I know this topic has been debated in general several times already, but I am looking for a more technical and detailed insight to understand what is really going on.
I devised a series of tests to compare speed of jQuery's most basic selectors '#id' and '.class' to various native DOM methods.
What I wish is to find out exactly why the results are what they are.
Here are the tests : http://jsperf.com/jqueryspeed
The main thing noticeable, is that getElementById is clearely the fastest of all. To compare, I added both jQuery('#id') and jQuery.fn.init('#id') as tests, the difference between the two is that the first one does instanciate a whole new jQuery object, while the second one only runs the prototype function, and is thus faster. So, the difference between those two is understandable.
The main difference that I do NOT understand however, is the huge gap between the speed of getElementById and the speed of jQuery.fn.init, which has a simple test to handle a simple ('#id') request in a specific way, falling back to a call to getElementById itself.
So, why for example on Chrome, is this method about 8 times slower than the native one, even though it basicly is just a wrapper for it ?
It is also about 3-4 times slower than the wrapped getElementById $(document.getElementById('#id'))...
Any ideas please ?
This is the amount of code jquery goes through when we use a simple $('selector')

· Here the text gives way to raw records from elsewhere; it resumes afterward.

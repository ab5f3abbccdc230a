//! A named group of properties persisted through one backend.

use std::path::PathBuf;
use std::sync::Arc;

use crate::error::{ConfigError, ErrorPolicy};
use crate::property::context::PropertyContext;
use crate::property::spec::UNNAMED_PAGE;
use crate::property::table::PropertyTable;
use crate::store::backend::ConfigBackend;
use crate::store::file::ConfigFile;

/// Where and how a set looks for its backing files.
#[derive(Debug, Clone, PartialEq, Eq)]
pub struct SearchPolicy {
    /// Glob matched against file names (not full paths).
    pub pattern: String,
    /// Directories searched in order; empty means the current directory.
    pub directories: Vec<PathBuf>,
    /// Name of the file created when no writable match exists.
    pub default_filename: Option<String>,
    /// Upper bound on admitted files.
    pub max_files: Option<usize>,
}

impl SearchPolicy {
    pub fn new(pattern: impl Into<String>) -> Self {
        Self {
            pattern: pattern.into(),
            directories: Vec::new(),
            default_filename: None,
            max_files: None,
        }
    }

    pub fn directory(mut self, dir: impl Into<PathBuf>) -> Self {
        self.directories.push(dir.into());
        self
    }

    pub fn default_filename(mut self, name: impl Into<String>) -> Self {
        self.default_filename = Some(name.into());
        self
    }

    pub fn max_files(mut self, max: usize) -> Self {
        self.max_files = Some(max);
        self
    }

    /// Search directories, falling back to `.`.
    pub fn effective_directories(&self) -> Vec<PathBuf> {
        if self.directories.is_empty() {
            vec![PathBuf::from(".")]
        } else {
            self.directories.clone()
        }
    }
}

impl Default for SearchPolicy {
    fn default() -> Self {
        Self::new("*")
    }
}

/// Behaviour flags of a [`ConfigSet`].
#[derive(Debug, Clone, Copy, PartialEq, Eq, Default)]
pub struct SetFlags(pub u16);

impl SetFlags {
    /// Never write; discovery does not pick or create a write target.
    pub const READ_ONLY: u16 = 1 << 0;
    /// Keep the first writable match as write target instead of the last.
    pub const NO_OVERRIDE: u16 = 1 << 1;
    /// Abort multi-file operations on the first reported error.
    pub const STOP_ON_ERROR: u16 = 1 << 2;
    /// Load values without invoking apply callbacks.
    pub const NO_APPLY: u16 = 1 << 3;
    /// Skip saving values equal to those staged from earlier files.
    pub const HIDE_DUPLICATE: u16 = 1 << 4;
    /// Skip saving values equal to their default.
    pub const HIDE_DEFAULT: u16 = 1 << 5;

    pub fn contains(self, bit: u16) -> bool {
        self.0 & bit != 0
    }

    pub fn error_policy(self) -> ErrorPolicy {
        if self.contains(Self::STOP_ON_ERROR) {
            ErrorPolicy::Stop
        } else {
            ErrorPolicy::Continue
        }
    }
}

/// Read-only view of a set handed to backends during I/O.
///
/// `scope` restricts the operation to the properties of one page; `None`
/// covers the whole set.
#[derive(Clone, Copy)]
pub struct SetView<'a> {
    pub name: &'a str,
    pub flags: SetFlags,
    pub properties: &'a PropertyTable,
    pub scope: Option<&'a str>,
}

impl<'a> SetView<'a> {
    /// Looks up a property, ignoring the page scope.
    pub fn property(&self, key: &str) -> Option<&'a PropertyContext> {
        self.properties.get(key)
    }

    pub fn in_scope(&self, ctx: &PropertyContext) -> bool {
        self.scope
            .map_or(true, |page| ctx.spec().page().unwrap_or(UNNAMED_PAGE) == page)
    }

    /// Properties covered by this view, in declaration order.
    pub fn scoped_properties(&self) -> impl Iterator<Item = &'a PropertyContext> + 'a {
        let view = *self;
        self.properties.iter().filter(move |ctx| view.in_scope(ctx))
    }

    pub fn error_policy(&self) -> ErrorPolicy {
        self.flags.error_policy()
    }
}

/// A configuration set: properties, backend, and discovered files.
pub struct ConfigSet {
    name: String,
    backend: Arc<dyn ConfigBackend>,
    search: SearchPolicy,
    flags: SetFlags,
    pages: Vec<String>,
    properties: PropertyTable,
    files: Vec<ConfigFile>,
    write_index: Option<usize>,
}

impl ConfigSet {
    pub fn new(name: impl Into<String>, backend: Arc<dyn ConfigBackend>) -> Self {
        Self {
            name: name.into(),
            backend,
            search: SearchPolicy::default(),
            flags: SetFlags::default(),
            pages: Vec::new(),
            properties: PropertyTable::new(),
            files: Vec::new(),
            write_index: None,
        }
    }

    pub fn with_search(mut self, search: SearchPolicy) -> Self {
        self.search = search;
        self
    }

    pub fn with_flags(mut self, flags: u16) -> Self {
        self.flags.0 |= flags;
        self
    }

    /// Declares the pages this set owns for page-scoped load/save.
    pub fn with_pages<I, S>(mut self, pages: I) -> Self
    where
        I: IntoIterator<Item = S>,
        S: Into<String>,
    {
        self.pages = pages.into_iter().map(Into::into).collect();
        self
    }

    pub fn name(&self) -> &str {
        &self.name
    }

    pub fn backend(&self) -> Arc<dyn ConfigBackend> {
        Arc::clone(&self.backend)
    }

    pub fn search(&self) -> &SearchPolicy {
        &self.search
    }

    pub fn flags(&self) -> SetFlags {
        self.flags
    }

    pub fn is_read_only(&self) -> bool {
        self.flags.contains(SetFlags::READ_ONLY)
    }

    pub fn pages(&self) -> &[String] {
        &self.pages
    }

    pub fn declares_page(&self, page: &str) -> bool {
        self.pages.iter().any(|p| p == page)
    }

    pub fn properties(&self) -> &PropertyTable {
        &self.properties
    }

    pub fn properties_mut(&mut self) -> &mut PropertyTable {
        &mut self.properties
    }

    /// Adds a property context to this set.
    ///
    /// # Errors
    ///
    /// Returns [`ConfigError::AlreadyExists`] for a duplicate key.
    pub fn add_property(&mut self, ctx: PropertyContext) -> Result<(), ConfigError> {
        self.properties.insert(ctx)
    }

    /// Keys of the properties that belong to `page`.
    pub fn keys_on_page<'a>(&'a self, page: &'a str) -> impl Iterator<Item = &'a str> + 'a {
        self.properties
            .iter()
            .filter(move |ctx| ctx.spec().page().unwrap_or(UNNAMED_PAGE) == page)
            .map(PropertyContext::key)
    }

    pub fn files(&self) -> &[ConfigFile] {
        &self.files
    }

    pub fn files_mut(&mut self) -> &mut [ConfigFile] {
        &mut self.files
    }

    /// Appends a file and returns its index.
    pub fn push_file(&mut self, file: ConfigFile) -> usize {
        self.files.push(file);
        self.files.len() - 1
    }

    /// Drops all files and the write target.
    pub fn clear_files(&mut self) {
        self.files.clear();
        self.write_index = None;
    }

    pub fn write_index(&self) -> Option<usize> {
        self.write_index
    }

    pub fn write_target(&self) -> Option<&ConfigFile> {
        self.write_index.and_then(|i| self.files.get(i))
    }

    /// Points the write target at `files[index]`.
    ///
    /// # Errors
    ///
    /// Returns [`ConfigError::Backend`] when `index` is out of bounds.
    pub fn set_write_target(&mut self, index: usize) -> Result<(), ConfigError> {
        if index >= self.files.len() {
            return Err(ConfigError::Backend(format!(
                "write index {index} out of bounds for set {} ({} files)",
                self.name,
                self.files.len()
            )));
        }
        self.write_index = Some(index);
        Ok(())
    }

    pub fn view<'a>(&'a self, scope: Option<&'a str>) -> SetView<'a> {
        SetView {
            name: &self.name,
            flags: self.flags,
            properties: &self.properties,
            scope,
        }
    }

    /// Borrows the property side read-only and the file array mutably.
    pub fn split_io<'a>(&'a mut self, scope: Option<&'a str>) -> (SetView<'a>, &'a mut [ConfigFile]) {
        (
            SetView {
                name: &self.name,
                flags: self.flags,
                properties: &self.properties,
                scope,
            },
            &mut self.files,
        )
    }
}

impl std::fmt::Debug for ConfigSet {
    fn fmt(&self, f: &mut std::fmt::Formatter<'_>) -> std::fmt::Result {
        f.debug_struct("ConfigSet")
            .field("name", &self.name)
            .field("backend", &self.backend.name())
            .field("search", &self.search)
            .field("flags", &self.flags)
            .field("pages", &self.pages)
            .field("properties", &self.properties.len())
            .field("files", &self.files)
            .field("write_index", &self.write_index)
            .finish()
    }
}
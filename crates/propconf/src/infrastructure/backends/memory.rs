//! In-process registry-style backend.
//!
//! Values are kept as rendered text per set, page and key, the way a system
//! registry stores them. Each set gets one synthetic file named after the
//! set, which is also its write target unless the set is read-only. The
//! store outlives configurations, so a second [`Configuration`] using the
//! same backend instance sees what the first one saved.
//!
//! [`Configuration`]: crate::application::Configuration

use std::collections::{BTreeMap, HashMap};
use std::sync::{Mutex, MutexGuard};

use propconf_core::{
    decide, AccessMask, ConfigBackend, ConfigBuffer, ConfigError, ConfigFile, ConfigSet,
    ErrorSink, FileFlags, ParseOptions, RenderFormat, SetView, Value, ValueKind,
};
use tracing::debug;

type Pages = BTreeMap<String, BTreeMap<String, String>>;

/// Name of the registry node an open synthetic file refers to.
#[derive(Debug)]
struct MemoryHandle {
    node: String,
}

/// Registry-style backend holding text values in memory.
#[derive(Debug, Default)]
pub struct MemoryBackend {
    store: Mutex<HashMap<String, Pages>>,
}

impl MemoryBackend {
    pub const NAME: &'static str = "memory";

    pub fn new() -> Self {
        Self::default()
    }

    fn lock(&self) -> MutexGuard<'_, HashMap<String, Pages>> {
        self.store.lock().unwrap_or_else(|poisoned| poisoned.into_inner())
    }

    /// Stores raw text for `node`/`page`/`key`.
    pub fn insert(&self, node: &str, page: &str, key: &str, text: impl Into<String>) {
        self.lock()
            .entry(node.to_string())
            .or_default()
            .entry(page.to_string())
            .or_default()
            .insert(key.to_string(), text.into());
    }

    /// Raw text stored for `node`/`page`/`key`.
    pub fn get_text(&self, node: &str, page: &str, key: &str) -> Option<String> {
        self.lock().get(node)?.get(page)?.get(key).cloned()
    }

    fn node(file: &ConfigFile) -> Result<String, ConfigError> {
        file.handle::<MemoryHandle>()
            .map(|h| h.node.clone())
            .ok_or_else(|| ConfigError::BackendNotReady(file.path().display().to_string()))
    }
}

impl ConfigBackend for MemoryBackend {
    fn name(&self) -> &str {
        Self::NAME
    }

    fn init_set(&self, set: &mut ConfigSet) -> Result<(), ConfigError> {
        set.clear_files();
        let index = set.push_file(ConfigFile::new(set.name()));
        if !set.is_read_only() {
            set.set_write_target(index)?;
        }
        Ok(())
    }

    fn can_access(&self, _file: &ConfigFile, _mask: AccessMask) -> bool {
        true
    }

    fn create(&self, file: &mut ConfigFile) -> Result<(), ConfigError> {
        self.lock()
            .entry(file.path().display().to_string())
            .or_default();
        Ok(())
    }

    fn open(&self, file: &mut ConfigFile) -> Result<(), ConfigError> {
        let node = file.path().display().to_string();
        let has_content = self.lock().get(&node).map_or(false, |pages| !pages.is_empty());
        file.attach(MemoryHandle { node });
        file.set_flag(FileFlags::HAS_CONTENT, has_content);
        Ok(())
    }

    fn close(&self, file: &mut ConfigFile) -> Result<(), ConfigError> {
        file.detach();
        Ok(())
    }

    fn preload(
        &self,
        set: &SetView<'_>,
        file: &mut ConfigFile,
        buffer: &mut ConfigBuffer,
        sink: &mut ErrorSink,
    ) -> Result<(), ConfigError> {
        let node = Self::node(file)?;
        let policy = set.error_policy();
        let pages = self.lock().get(&node).cloned().unwrap_or_default();

        for (page, keys) in &pages {
            if set.scope.is_some_and(|scope| scope != page.as_str()) {
                continue;
            }
            for (key, text) in keys {
                let ctx = match set.property(key) {
                    Some(ctx) if ctx.spec().page_or_unnamed() == page.as_str() => ctx,
                    _ => {
                        sink.report(ConfigError::InvalidKey(format!("{page}/{key}")), policy)?;
                        continue;
                    }
                };
                match ctx.spec().parse(text) {
                    Ok(value) => {
                        buffer.insert(key, page, value);
                    }
                    Err(e) => sink.report(e, policy)?,
                }
            }
        }
        Ok(())
    }

    fn save(
        &self,
        set: &SetView<'_>,
        file: &mut ConfigFile,
        buffer: &ConfigBuffer,
        sink: &mut ErrorSink,
    ) -> Result<Vec<String>, ConfigError> {
        let node = Self::node(file)?;
        let policy = set.error_policy();
        // Staged on a copy and committed in one step after the loop.
        let mut pages = self.lock().get(&node).cloned().unwrap_or_default();

        let mut written = Vec::new();
        for ctx in set.scoped_properties() {
            let page = ctx.spec().page_or_unnamed();
            if !decide(set.flags, ctx, buffer).is_write() {
                if let Some(keys) = pages.get_mut(page) {
                    keys.remove(ctx.key());
                }
                continue;
            }
            match ctx.value().render(&RenderFormat::default()) {
                Ok(text) => {
                    pages
                        .entry(page.to_string())
                        .or_default()
                        .insert(ctx.key().to_string(), text);
                    written.push(ctx.key().to_string());
                }
                Err(e) => sink.report(ConfigError::invalid_value(ctx.key(), &e), policy)?,
            }
        }
        pages.retain(|_, keys| !keys.is_empty());
        let has_content = !pages.is_empty();
        self.lock().insert(node.clone(), pages);

        file.set_flag(FileFlags::HAS_CONTENT, has_content);
        debug!(node = %node, written = written.len(), "saved registry node");
        Ok(written)
    }

    fn list_pages(&self, file: &ConfigFile) -> Result<Vec<String>, ConfigError> {
        let node = Self::node(file)?;
        Ok(self
            .lock()
            .get(&node)
            .map(|pages| pages.keys().cloned().collect())
            .unwrap_or_default())
    }

    fn list_keys(&self, file: &ConfigFile, page: &str) -> Result<Vec<String>, ConfigError> {
        let node = Self::node(file)?;
        self.lock()
            .get(&node)
            .and_then(|pages| pages.get(page))
            .map(|keys| keys.keys().cloned().collect())
            .ok_or_else(|| ConfigError::InvalidPage(page.to_string()))
    }

    fn get_value(
        &self,
        file: &ConfigFile,
        page: &str,
        key: &str,
        kind: ValueKind,
        options: &ParseOptions,
    ) -> Result<Value, ConfigError> {
        let node = Self::node(file)?;
        let text = self
            .get_text(&node, page, key)
            .ok_or_else(|| ConfigError::InvalidKey(key.to_string()))?;
        Value::parse(kind, &text, options).map_err(|e| ConfigError::invalid_value(key, &e))
    }
}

http://james.padolsey.com/jquery/#v=1.10.2&fn=init
As you can see,there are plenty of validation done,regex matches,cross browser tricks etc.
Its important to realise that jquery is a library built on javascript.Javascript executes directly on the browser.Where as jquery processes quite a lot of javascript code before being executed by the browser.
I personally prefer jquery.I am really not bothered about saving those nano seconds.The level of simplicity that jquery provides is phenomenal and an artpiece in itself.